+++ Data records +++
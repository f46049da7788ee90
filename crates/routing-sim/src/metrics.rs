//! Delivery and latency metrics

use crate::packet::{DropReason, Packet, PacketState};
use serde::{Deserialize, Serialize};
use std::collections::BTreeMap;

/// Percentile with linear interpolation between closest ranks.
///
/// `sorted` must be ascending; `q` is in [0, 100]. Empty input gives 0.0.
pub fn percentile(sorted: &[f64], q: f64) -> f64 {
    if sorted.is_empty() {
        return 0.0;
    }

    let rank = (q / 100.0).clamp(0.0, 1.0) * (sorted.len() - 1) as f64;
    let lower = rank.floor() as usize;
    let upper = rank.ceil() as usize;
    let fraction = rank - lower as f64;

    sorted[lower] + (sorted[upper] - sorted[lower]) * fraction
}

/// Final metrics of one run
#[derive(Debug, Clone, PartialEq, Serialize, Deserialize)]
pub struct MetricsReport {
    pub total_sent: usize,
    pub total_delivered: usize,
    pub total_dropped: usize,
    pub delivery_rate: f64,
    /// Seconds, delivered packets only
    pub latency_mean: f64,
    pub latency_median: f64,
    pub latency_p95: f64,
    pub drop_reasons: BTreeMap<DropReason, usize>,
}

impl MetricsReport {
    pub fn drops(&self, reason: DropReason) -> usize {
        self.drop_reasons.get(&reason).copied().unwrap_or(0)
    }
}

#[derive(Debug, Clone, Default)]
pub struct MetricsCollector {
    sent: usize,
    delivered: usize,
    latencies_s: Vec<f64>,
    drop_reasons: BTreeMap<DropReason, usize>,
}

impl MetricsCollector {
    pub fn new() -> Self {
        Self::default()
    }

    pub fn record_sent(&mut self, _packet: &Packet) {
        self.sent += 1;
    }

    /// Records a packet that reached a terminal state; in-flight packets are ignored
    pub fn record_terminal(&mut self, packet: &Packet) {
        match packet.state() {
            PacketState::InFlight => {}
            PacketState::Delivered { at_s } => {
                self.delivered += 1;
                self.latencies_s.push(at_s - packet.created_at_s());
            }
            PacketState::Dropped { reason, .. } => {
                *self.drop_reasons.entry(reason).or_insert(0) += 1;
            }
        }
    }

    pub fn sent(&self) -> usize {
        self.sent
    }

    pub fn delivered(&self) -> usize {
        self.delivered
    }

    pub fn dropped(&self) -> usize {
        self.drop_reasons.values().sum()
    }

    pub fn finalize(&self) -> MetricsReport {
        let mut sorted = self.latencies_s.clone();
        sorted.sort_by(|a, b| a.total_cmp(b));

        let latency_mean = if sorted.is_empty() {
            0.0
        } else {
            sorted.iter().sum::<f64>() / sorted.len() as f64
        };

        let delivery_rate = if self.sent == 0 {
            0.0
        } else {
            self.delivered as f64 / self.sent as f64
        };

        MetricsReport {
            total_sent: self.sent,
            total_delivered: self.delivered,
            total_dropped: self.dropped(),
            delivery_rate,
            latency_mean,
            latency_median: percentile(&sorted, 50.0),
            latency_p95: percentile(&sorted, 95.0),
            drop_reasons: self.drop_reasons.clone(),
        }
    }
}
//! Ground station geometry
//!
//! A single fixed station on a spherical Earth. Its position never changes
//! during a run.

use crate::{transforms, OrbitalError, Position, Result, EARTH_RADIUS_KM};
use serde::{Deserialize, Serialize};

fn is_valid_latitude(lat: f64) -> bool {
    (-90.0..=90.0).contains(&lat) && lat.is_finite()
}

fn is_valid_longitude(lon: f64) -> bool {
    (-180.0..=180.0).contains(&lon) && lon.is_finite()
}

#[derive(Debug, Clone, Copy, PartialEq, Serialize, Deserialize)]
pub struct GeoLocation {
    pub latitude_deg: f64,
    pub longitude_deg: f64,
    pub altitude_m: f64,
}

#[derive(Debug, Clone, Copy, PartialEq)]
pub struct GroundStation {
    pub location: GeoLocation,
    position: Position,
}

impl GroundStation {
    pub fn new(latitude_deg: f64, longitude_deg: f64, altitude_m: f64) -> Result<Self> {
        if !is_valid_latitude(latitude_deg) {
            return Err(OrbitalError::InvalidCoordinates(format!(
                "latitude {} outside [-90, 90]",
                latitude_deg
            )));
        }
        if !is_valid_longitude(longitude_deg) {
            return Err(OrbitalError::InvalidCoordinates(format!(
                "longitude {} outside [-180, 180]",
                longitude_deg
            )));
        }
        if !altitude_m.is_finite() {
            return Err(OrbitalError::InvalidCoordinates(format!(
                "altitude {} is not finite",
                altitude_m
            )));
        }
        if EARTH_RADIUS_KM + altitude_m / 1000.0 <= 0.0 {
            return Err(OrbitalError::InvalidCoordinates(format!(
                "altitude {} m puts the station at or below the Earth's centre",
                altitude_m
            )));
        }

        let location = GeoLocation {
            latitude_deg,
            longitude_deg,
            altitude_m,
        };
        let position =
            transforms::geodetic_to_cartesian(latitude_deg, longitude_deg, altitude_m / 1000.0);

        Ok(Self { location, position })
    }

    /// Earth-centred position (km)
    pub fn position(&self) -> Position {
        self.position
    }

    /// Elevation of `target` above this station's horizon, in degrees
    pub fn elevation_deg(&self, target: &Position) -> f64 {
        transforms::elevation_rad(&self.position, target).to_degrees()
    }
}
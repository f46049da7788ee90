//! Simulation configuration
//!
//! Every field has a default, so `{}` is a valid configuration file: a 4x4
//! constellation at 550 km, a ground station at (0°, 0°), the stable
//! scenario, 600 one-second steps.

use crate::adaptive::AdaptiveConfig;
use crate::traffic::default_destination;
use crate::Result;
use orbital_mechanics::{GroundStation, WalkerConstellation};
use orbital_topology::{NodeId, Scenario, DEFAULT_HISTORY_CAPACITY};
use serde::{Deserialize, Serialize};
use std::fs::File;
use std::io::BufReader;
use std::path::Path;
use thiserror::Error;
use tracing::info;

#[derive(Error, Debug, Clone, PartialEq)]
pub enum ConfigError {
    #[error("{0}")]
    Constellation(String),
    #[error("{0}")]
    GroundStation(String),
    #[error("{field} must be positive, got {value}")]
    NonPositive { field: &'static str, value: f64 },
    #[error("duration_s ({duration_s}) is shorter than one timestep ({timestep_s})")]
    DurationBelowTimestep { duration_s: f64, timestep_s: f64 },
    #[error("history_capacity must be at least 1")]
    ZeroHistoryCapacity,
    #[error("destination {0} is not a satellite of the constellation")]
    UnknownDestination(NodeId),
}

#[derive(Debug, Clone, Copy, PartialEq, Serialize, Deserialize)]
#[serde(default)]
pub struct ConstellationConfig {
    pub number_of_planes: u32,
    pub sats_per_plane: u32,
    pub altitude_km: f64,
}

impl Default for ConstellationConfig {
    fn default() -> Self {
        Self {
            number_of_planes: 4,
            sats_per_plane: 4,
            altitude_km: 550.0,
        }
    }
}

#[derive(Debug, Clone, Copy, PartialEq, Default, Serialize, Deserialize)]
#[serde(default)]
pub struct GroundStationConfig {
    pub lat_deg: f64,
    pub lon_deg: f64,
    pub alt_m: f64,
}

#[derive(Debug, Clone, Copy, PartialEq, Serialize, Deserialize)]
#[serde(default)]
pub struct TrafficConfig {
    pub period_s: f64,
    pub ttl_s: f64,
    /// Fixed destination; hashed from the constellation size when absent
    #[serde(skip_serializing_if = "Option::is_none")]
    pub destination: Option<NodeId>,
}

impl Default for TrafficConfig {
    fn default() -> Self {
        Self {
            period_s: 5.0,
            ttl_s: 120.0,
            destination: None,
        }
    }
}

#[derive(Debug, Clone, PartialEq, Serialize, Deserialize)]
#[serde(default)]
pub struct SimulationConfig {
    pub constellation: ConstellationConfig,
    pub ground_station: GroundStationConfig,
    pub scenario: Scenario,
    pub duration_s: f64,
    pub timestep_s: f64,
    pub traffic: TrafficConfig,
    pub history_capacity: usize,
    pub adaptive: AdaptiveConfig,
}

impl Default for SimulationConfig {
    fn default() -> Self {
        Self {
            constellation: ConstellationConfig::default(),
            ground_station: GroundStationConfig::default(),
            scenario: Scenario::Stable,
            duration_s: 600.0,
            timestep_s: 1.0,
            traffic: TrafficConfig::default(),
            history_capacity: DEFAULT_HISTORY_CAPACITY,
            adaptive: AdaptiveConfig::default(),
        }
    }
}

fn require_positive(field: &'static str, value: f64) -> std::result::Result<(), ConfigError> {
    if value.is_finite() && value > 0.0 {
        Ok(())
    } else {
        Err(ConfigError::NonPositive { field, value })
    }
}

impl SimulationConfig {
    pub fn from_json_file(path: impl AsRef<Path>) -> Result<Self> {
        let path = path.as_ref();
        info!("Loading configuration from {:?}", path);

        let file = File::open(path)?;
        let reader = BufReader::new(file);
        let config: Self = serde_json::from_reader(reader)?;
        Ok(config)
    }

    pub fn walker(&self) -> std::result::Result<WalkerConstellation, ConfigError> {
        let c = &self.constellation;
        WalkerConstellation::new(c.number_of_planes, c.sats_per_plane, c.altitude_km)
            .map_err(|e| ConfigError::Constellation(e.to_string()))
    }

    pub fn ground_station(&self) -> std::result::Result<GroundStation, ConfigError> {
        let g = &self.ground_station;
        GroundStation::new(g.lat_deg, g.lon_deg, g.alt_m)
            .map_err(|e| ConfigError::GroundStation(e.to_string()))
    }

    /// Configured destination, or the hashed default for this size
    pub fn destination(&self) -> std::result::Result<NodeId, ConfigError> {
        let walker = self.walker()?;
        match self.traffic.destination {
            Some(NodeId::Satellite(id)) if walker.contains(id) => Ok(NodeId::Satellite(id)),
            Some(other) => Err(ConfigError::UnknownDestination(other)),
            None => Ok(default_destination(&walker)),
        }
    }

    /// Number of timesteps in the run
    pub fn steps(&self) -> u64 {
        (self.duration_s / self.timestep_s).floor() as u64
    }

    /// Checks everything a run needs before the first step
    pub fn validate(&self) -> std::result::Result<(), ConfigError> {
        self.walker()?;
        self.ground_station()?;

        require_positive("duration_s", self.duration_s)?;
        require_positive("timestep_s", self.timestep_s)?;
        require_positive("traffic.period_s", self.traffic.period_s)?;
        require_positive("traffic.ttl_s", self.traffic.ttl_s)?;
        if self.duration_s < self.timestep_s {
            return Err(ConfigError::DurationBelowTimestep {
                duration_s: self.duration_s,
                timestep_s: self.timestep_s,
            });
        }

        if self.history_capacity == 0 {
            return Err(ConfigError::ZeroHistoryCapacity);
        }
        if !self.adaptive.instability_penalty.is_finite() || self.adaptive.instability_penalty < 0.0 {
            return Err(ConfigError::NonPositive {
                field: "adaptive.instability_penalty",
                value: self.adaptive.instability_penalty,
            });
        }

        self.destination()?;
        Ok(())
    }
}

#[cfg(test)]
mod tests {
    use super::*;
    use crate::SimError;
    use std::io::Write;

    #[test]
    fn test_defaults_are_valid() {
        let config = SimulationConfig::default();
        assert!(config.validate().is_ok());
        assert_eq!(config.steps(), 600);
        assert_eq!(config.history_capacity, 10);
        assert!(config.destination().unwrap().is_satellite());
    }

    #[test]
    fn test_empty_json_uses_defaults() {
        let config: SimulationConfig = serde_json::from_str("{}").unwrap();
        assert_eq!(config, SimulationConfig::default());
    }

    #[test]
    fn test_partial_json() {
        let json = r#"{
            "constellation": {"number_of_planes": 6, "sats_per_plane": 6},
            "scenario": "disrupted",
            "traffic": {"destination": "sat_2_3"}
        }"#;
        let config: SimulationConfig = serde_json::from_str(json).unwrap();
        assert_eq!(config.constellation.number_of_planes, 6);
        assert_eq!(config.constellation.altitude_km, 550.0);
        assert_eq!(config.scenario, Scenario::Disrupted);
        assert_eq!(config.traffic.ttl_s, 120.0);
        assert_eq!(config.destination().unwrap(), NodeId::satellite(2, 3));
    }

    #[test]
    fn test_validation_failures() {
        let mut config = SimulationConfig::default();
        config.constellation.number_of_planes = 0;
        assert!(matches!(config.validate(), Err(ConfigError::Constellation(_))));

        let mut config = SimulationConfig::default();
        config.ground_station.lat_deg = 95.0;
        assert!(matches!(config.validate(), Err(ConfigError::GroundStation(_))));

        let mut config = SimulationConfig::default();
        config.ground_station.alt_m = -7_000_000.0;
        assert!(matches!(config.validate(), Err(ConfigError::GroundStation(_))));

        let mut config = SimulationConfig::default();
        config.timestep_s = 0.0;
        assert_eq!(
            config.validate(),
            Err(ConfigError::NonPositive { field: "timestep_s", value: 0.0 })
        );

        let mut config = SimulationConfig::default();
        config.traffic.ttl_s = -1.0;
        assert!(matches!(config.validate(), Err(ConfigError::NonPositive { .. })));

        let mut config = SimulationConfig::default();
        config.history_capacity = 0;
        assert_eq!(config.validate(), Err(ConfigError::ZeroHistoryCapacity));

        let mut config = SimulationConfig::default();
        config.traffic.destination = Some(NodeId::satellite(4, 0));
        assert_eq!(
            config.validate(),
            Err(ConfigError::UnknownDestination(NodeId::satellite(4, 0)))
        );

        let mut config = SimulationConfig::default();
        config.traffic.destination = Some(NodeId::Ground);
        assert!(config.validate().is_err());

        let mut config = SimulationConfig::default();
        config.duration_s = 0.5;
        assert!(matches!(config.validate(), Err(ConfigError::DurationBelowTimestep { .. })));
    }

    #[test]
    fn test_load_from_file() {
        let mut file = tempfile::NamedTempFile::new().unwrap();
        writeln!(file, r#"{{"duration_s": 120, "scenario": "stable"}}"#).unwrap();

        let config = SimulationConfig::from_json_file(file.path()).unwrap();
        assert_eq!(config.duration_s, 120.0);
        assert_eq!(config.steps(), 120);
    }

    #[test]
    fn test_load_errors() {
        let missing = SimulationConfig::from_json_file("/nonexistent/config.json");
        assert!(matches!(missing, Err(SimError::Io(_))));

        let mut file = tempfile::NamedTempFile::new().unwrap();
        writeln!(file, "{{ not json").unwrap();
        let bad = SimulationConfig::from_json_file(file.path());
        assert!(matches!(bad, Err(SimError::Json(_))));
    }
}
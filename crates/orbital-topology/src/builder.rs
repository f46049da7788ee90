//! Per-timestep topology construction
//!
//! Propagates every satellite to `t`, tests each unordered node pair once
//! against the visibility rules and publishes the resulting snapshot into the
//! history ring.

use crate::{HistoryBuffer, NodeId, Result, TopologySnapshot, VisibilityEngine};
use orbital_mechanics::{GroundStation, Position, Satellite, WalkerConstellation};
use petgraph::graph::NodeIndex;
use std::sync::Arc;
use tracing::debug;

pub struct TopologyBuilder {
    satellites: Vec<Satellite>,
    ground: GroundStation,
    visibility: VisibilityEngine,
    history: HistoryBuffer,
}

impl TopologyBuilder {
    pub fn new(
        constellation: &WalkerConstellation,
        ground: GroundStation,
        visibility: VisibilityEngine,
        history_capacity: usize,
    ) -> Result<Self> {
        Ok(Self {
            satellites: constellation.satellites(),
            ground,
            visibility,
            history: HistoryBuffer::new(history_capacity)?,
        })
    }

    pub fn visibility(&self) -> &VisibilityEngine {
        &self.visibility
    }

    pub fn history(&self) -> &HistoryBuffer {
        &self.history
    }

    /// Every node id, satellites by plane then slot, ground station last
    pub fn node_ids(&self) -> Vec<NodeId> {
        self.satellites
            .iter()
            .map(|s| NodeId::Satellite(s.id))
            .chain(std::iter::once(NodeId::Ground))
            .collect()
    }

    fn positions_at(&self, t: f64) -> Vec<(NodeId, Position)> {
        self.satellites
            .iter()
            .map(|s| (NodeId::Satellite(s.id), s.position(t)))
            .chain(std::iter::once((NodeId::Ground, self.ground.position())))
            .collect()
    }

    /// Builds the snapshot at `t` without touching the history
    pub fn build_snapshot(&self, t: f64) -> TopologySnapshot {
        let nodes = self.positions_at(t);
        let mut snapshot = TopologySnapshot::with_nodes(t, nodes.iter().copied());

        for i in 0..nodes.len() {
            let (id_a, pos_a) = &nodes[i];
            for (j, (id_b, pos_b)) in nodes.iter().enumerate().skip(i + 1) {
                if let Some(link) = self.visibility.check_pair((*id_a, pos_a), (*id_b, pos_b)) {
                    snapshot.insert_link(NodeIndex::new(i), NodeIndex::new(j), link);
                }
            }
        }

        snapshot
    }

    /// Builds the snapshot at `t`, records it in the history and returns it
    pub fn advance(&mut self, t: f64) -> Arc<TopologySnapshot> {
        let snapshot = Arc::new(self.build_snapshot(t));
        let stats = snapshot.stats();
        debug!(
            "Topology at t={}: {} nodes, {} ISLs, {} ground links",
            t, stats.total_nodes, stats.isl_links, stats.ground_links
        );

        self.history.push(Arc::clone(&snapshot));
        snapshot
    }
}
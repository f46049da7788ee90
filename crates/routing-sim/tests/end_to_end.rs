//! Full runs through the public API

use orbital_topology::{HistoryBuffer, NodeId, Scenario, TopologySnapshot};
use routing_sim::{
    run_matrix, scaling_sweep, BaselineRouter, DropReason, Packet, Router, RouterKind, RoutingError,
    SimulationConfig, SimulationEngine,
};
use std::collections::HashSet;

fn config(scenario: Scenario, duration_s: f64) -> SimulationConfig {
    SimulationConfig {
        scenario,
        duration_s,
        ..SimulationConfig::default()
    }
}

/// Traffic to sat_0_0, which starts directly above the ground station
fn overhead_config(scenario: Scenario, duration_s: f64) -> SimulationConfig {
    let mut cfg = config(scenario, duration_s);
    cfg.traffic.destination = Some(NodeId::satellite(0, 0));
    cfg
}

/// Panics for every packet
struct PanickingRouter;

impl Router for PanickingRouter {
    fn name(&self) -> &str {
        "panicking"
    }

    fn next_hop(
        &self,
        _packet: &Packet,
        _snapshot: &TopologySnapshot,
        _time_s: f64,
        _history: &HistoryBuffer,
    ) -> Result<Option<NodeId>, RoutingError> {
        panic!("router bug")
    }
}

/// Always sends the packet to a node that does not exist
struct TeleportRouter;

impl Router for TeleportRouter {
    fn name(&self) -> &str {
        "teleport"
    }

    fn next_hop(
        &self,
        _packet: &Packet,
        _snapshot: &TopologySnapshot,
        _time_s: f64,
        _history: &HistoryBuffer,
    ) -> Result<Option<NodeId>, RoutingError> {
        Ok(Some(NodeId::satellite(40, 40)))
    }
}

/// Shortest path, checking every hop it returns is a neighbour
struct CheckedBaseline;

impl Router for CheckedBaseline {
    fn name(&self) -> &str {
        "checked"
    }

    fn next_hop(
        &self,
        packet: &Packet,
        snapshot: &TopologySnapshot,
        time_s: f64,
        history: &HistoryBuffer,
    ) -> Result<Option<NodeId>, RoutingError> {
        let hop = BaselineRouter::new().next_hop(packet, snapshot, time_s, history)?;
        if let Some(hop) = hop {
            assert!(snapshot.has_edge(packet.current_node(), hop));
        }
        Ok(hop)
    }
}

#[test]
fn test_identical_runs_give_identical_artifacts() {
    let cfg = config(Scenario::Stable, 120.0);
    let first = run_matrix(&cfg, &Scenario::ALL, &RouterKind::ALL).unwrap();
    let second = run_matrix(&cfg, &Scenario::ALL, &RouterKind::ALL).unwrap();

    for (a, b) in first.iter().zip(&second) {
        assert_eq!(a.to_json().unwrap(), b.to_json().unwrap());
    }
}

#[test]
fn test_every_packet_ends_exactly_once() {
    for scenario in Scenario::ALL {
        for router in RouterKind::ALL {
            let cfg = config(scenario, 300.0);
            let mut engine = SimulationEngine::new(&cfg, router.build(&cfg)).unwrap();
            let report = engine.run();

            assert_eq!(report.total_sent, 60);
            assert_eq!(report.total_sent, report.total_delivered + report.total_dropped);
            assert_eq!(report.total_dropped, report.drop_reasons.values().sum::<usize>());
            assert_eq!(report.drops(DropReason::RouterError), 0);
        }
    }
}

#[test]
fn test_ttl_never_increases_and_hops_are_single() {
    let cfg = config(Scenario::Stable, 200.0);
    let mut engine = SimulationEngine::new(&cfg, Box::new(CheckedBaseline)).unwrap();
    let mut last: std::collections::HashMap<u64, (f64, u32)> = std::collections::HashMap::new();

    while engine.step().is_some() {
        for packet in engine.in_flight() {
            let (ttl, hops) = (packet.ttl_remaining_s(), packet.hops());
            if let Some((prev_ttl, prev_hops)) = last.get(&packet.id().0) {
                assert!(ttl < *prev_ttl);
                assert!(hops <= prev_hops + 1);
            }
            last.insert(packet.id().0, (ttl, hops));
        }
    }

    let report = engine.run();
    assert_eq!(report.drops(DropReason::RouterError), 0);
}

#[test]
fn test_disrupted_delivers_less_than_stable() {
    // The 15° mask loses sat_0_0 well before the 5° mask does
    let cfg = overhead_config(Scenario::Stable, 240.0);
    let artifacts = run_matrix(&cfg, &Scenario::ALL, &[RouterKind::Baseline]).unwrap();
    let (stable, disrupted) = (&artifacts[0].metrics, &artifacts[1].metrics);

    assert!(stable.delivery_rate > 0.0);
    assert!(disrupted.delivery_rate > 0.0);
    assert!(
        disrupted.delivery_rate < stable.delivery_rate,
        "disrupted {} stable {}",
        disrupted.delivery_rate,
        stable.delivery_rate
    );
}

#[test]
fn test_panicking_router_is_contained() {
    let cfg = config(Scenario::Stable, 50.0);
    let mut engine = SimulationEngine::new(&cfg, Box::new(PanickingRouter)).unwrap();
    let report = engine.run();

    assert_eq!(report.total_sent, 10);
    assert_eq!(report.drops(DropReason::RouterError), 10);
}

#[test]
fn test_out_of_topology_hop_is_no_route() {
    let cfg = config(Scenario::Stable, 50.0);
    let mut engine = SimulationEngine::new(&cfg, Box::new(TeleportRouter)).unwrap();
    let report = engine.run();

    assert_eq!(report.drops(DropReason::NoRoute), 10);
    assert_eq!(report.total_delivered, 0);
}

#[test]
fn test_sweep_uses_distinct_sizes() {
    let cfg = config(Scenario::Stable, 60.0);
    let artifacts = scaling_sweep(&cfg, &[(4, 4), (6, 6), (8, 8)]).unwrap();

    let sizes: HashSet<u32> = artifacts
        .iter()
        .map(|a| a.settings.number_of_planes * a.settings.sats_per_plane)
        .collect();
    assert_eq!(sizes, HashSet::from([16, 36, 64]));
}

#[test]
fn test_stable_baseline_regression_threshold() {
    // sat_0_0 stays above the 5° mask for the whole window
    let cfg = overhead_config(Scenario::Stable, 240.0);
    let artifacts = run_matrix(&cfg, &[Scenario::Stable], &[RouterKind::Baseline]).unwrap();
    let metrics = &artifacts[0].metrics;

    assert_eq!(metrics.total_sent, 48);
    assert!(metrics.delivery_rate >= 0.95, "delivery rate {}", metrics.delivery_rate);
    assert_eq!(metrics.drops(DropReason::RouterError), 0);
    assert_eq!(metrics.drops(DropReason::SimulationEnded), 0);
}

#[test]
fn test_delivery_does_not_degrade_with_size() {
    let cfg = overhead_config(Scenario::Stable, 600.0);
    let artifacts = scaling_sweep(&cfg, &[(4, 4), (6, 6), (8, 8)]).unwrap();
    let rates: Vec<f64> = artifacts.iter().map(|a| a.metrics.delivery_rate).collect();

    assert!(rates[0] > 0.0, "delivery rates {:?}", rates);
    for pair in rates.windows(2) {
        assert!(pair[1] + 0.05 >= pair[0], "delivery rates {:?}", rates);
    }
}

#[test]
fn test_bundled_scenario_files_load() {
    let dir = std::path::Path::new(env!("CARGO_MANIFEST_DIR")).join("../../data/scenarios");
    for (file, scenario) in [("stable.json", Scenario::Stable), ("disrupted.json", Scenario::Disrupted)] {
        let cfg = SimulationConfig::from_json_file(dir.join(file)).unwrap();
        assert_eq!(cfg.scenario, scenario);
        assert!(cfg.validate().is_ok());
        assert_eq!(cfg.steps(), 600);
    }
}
+++
- Required action
Considering only the data above, return the lines in which "hashed" occurs.

- Output
    /// Fixed destination; hashed from the constellation size when absent
    /// Configured destination, or the hashed default for this size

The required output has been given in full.